People forget how to “see” as they get older.

We develop very narrowly focused ways of seeing with lenses of dollar value, costs and exchanges, styles, judgements, like, don’t like, matches, doesn’t match, and so on. Most of these ways of seeing are only valye judgements and ways of deciphering the parts which are useful to us in this moment or as a possible worthy investment for the future.

As children we are seeing everything. We don’t understand anything. Nothing yet has a label, a name, a story, a solid place in some solid world. We are deciphering everything. Only as we get older do we develop a value based way of seeing.

Seeing outwardly is mirrored with seeing inwardly. Seeing the mind. What does that look like?

An example: when we walk into a room, each of us, in our own way, lets our eyes gravitate to a certain thing. We may be book people, or plant people, or rug people but one way or another – we start evaluating a certain element. Sometimes we fixate on a thing. But most often, much of the scene is forgotten in exchange for a few minor details.

Our minds are the same way. We could tell each other enormous details about the work that we do, or the way our cars work or the secrets to doing a crossword puzzle, but to tell someone how you feel about something, or what it is to be alive, or how a particular event shaped your life… sometimes we are hard-pressed to offer up an adequate explanation.

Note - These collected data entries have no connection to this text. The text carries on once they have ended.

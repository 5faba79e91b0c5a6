use std::any::type_name;

use crate::error::{CatalogError, CatalogResult};
use crate::{FieldDescriptor, HostObject, Tag};

/// Field discovery over a host type's registered field table.
///
/// The table is validated once, on the first query; later queries reuse
/// that result.
pub struct FieldCatalog;

impl FieldCatalog {
    /// Descriptors of `H`'s fields carrying `tag`, in declaration order.
    ///
    /// A host with no matching fields yields an empty list. Fails only when
    /// the table itself is unusable (empty or clashing canonical names).
    pub fn discover<H: HostObject>(tag: &Tag) -> CatalogResult<Vec<FieldDescriptor>> {
        Self::check::<H>()?;
        Ok(H::describe_fields(tag))
    }

    /// Resolves a canonical name to its descriptor, regardless of tags.
    pub fn resolve<H: HostObject>(canonical: &str) -> CatalogResult<Option<FieldDescriptor>> {
        Self::check::<H>()?;
        Ok(H::field_table()
            .get(canonical)
            .map(|b| b.descriptor().clone()))
    }

    fn check<H: HostObject>() -> CatalogResult<()> {
        H::field_table()
            .validate()
            .map_err(|reason| CatalogError::Introspection {
                host: type_name::<H>(),
                reason: reason.to_string(),
            })
    }
}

So here, today, we are going to work on seeing. We have before us a paper. It is a window. A window into the world. The paper is not a flat surface. It has depth. The depth only needs to be discovered and the doorways opened.

As we do this, uncovering doorways, clearing passages, trading the two dimensionality of the paper for a 3d vision so we do do this in our minds. This is the sense of discovery we sometimes lose as we grow older. So we are looking again. We are discovering again.

But where to begin?

The mind is like a tapestry made of many threads. But also, they are all one thread, because they all lead to the divine. So choose any thread.

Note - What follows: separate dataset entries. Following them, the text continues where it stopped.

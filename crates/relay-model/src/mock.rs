// Copyright (c) 2024-2026 Martin Schröder <info@swedishembedded.com>
//
// SPDX-License-Identifier: MIT
use std::sync::{Arc, Mutex};

use async_trait::async_trait;
use futures::stream;

use crate::{gateway::ResponseStream, GenerationRequest, ResponseEvent, Turn};

/// Deterministic mock gateway for tests.  Echoes the last user turn back as
/// the assistant response.
#[derive(Default)]
pub struct EchoGateway;

#[async_trait]
impl crate::Gateway for EchoGateway {
    fn name(&self) -> &str {
        "mock"
    }
    fn model_name(&self) -> &str {
        "mock-model"
    }

    async fn generate(&self, req: GenerationRequest) -> anyhow::Result<ResponseStream> {
        let reply = req
            .history
            .iter()
            .rev()
            .find_map(|t| match t {
                Turn::User { text } => Some(text.as_str()),
                _ => None,
            })
            .unwrap_or("[no input]")
            .to_string();

        let events: Vec<anyhow::Result<ResponseEvent>> = vec![
            Ok(ResponseEvent::TextDelta(format!("MOCK: {reply}"))),
            Ok(ResponseEvent::Usage { input_tokens: 10, output_tokens: 10 }),
            Ok(ResponseEvent::Done),
        ];
        Ok(Box::pin(stream::iter(events)))
    }
}

/// A pre-scripted mock gateway.  Each call to `generate` pops the next
/// response script from the front of the queue.  This lets tests specify
/// exact event sequences – including tool calls – without network access.
pub struct ScriptedGateway {
    scripts: Arc<Mutex<Vec<Vec<ResponseEvent>>>>,
    /// The last `GenerationRequest` seen by this gateway.
    /// Written on each `generate()` call so tests can inspect what was sent.
    pub last_request: Arc<Mutex<Option<GenerationRequest>>>,
}

impl ScriptedGateway {
    /// Build a gateway from a list of response scripts.
    /// The outer `Vec` is the ordered list of calls; the inner `Vec` is the
    /// sequence of [`ResponseEvent`]s emitted for that call.
    pub fn new(scripts: Vec<Vec<ResponseEvent>>) -> Self {
        Self {
            scripts: Arc::new(Mutex::new(scripts)),
            last_request: Arc::new(Mutex::new(None)),
        }
    }

    /// Convenience: gateway that always returns a single text reply.
    pub fn always_text(reply: impl Into<String>) -> Self {
        Self::new(vec![vec![
            ResponseEvent::TextDelta(reply.into()),
            ResponseEvent::Usage { input_tokens: 5, output_tokens: 5 },
            ResponseEvent::Done,
        ]])
    }

    /// Convenience: script emitting the given texts, one per call.
    pub fn text_sequence(replies: impl IntoIterator<Item = impl Into<String>>) -> Self {
        let scripts = replies
            .into_iter()
            .map(|r| vec![ResponseEvent::TextDelta(r.into()), ResponseEvent::Done])
            .collect();
        Self::new(scripts)
    }

    /// Convenience: gateway that returns a native tool call followed by a
    /// text reply on the next call.
    pub fn tool_then_text(
        call_id: impl Into<String>,
        tool_name: impl Into<String>,
        args_json: impl Into<String>,
        final_text: impl Into<String>,
    ) -> Self {
        Self::new(vec![
            // Round 1 – model emits a tool call
            vec![
                ResponseEvent::ToolCall {
                    index: 0,
                    id: call_id.into(),
                    name: tool_name.into(),
                    arguments: args_json.into(),
                },
                ResponseEvent::Done,
            ],
            // Round 2 – model responds after the tool result
            vec![ResponseEvent::TextDelta(final_text.into()), ResponseEvent::Done],
        ])
    }
}

#[async_trait]
impl crate::Gateway for ScriptedGateway {
    fn name(&self) -> &str {
        "scripted-mock"
    }
    fn model_name(&self) -> &str {
        "scripted-mock-model"
    }

    async fn generate(&self, req: GenerationRequest) -> anyhow::Result<ResponseStream> {
        *self.last_request.lock().unwrap() = Some(req);
        let events = {
            let mut scripts = self.scripts.lock().unwrap();
            if scripts.is_empty() {
                // Default fallback when all scripts are consumed
                vec![
                    ResponseEvent::TextDelta("[no more scripts]".into()),
                    ResponseEvent::Done,
                ]
            } else {
                scripts.remove(0)
            }
        };
        let wrapped: Vec<anyhow::Result<ResponseEvent>> = events.into_iter().map(Ok).collect();
        Ok(Box::pin(stream::iter(wrapped)))
    }
}

// ─── Unit tests ──────────────────────────────────────────────────────────────

#[cfg(test)]
mod tests {
    use futures::StreamExt;

    use super::*;
    use crate::{Gateway, GenerationRequest, ResponseEvent, Turn};

    fn req_with_user(text: &str) -> GenerationRequest {
        GenerationRequest {
            history: vec![Turn::user(text)],
            ..Default::default()
        }
    }

    #[tokio::test]
    async fn echo_repeats_last_user_turn() {
        let g = EchoGateway;
        let mut stream = g.generate(req_with_user("hi")).await.unwrap();
        let first = stream.next().await.unwrap().unwrap();
        match first {
            ResponseEvent::TextDelta(t) => assert!(t.contains("MOCK: hi")),
            other => panic!("unexpected first event: {other:?}"),
        }
    }

    #[tokio::test]
    async fn echo_ends_with_done() {
        let g = EchoGateway;
        let mut stream = g.generate(req_with_user("hi")).await.unwrap();
        let mut events = Vec::new();
        while let Some(ev) = stream.next().await {
            events.push(ev.unwrap());
        }
        assert!(matches!(events.last(), Some(ResponseEvent::Done)));
    }

    #[tokio::test]
    async fn scripted_single_text_reply() {
        let g = ScriptedGateway::always_text("hello world");
        let mut stream = g.generate(req_with_user("hi")).await.unwrap();
        let ev = stream.next().await.unwrap().unwrap();
        assert!(matches!(ev, ResponseEvent::TextDelta(t) if t == "hello world"));
    }

    #[tokio::test]
    async fn scripted_tool_then_text_two_rounds() {
        let g = ScriptedGateway::tool_then_text(
            "call-1",
            "file.readFile",
            r#"{"filePath":"a.txt"}"#,
            "done",
        );

        // Round 1
        let mut events = Vec::new();
        let mut stream = g.generate(req_with_user("go")).await.unwrap();
        while let Some(ev) = stream.next().await {
            events.push(ev.unwrap());
        }
        assert!(events
            .iter()
            .any(|e| matches!(e, ResponseEvent::ToolCall { name, .. } if name == "file.readFile")));

        // Round 2
        let mut events2 = Vec::new();
        let mut stream2 = g.generate(req_with_user("go")).await.unwrap();
        while let Some(ev) = stream2.next().await {
            events2.push(ev.unwrap());
        }
        assert!(events2
            .iter()
            .any(|e| matches!(e, ResponseEvent::TextDelta(t) if t == "done")));
    }

    #[tokio::test]
    async fn scripted_fallback_when_scripts_exhausted() {
        let g = ScriptedGateway::new(vec![]);
        let mut stream = g.generate(req_with_user("hi")).await.unwrap();
        let ev = stream.next().await.unwrap().unwrap();
        assert!(matches!(ev, ResponseEvent::TextDelta(t) if t.contains("no more scripts")));
    }

    #[tokio::test]
    async fn scripted_records_last_request() {
        let g = ScriptedGateway::always_text("ok");
        let _ = g.generate(req_with_user("inspect me")).await.unwrap();
        let last = g.last_request.lock().unwrap();
        let req = last.as_ref().expect("request should be captured");
        assert_eq!(req.history.len(), 1);
        assert_eq!(req.history[0].as_text(), Some("inspect me"));
    }
}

Today, let us choose the very first feeling that comes to mind. Anything! Any feeling. Happy, Sad. Generous, Lustful. ANYTHING!

What color is it? What shape? Is it jagged and sharp or soft and supple?

This paper is you looking at a sudden visual image of your mind. THERE IT IS! A snapshot. It’s all happening. RIght there on the paper.

Now, around that word, that emotion, there are events. There are things which you equate to it. Can you draw them out without getting particularly caught up in the rendering? Explore them without getting trapped by the need to make it look like something?

This is another part of ourselves that escapes us as we grow older. When we are young we are so pleased with our purple sky, our tree that looks like a fuzzy q-tip and the cow which floats above the hacksaw grass. Then some adult comes along and says: the sky is blue not purple, that doesn’t look like a tree, and did you actually look at a picture of a cow for that? because cows do not have five legs.

We go away, disheartened and start to look at our drawings as if they need to be recreations of reality, not visual representations of our own mental space. This is where the impressionists and abstractionists from the early nineteen hundreds had a eureka. They revolted against the, at that time, art of painting reality as it was seen and transformed art into painting reality as it was experienced.

So we want to paint it as we experience it. We want to feel it and be it and breathe it. This is the practice we return to every day and the more we say ‘what am I seeing here?’ the better we get at it, weeding through our projections and stories, allowing the objects and people that become placeholders in our lives to be as they are rather than as we think they are and building world on that foundation.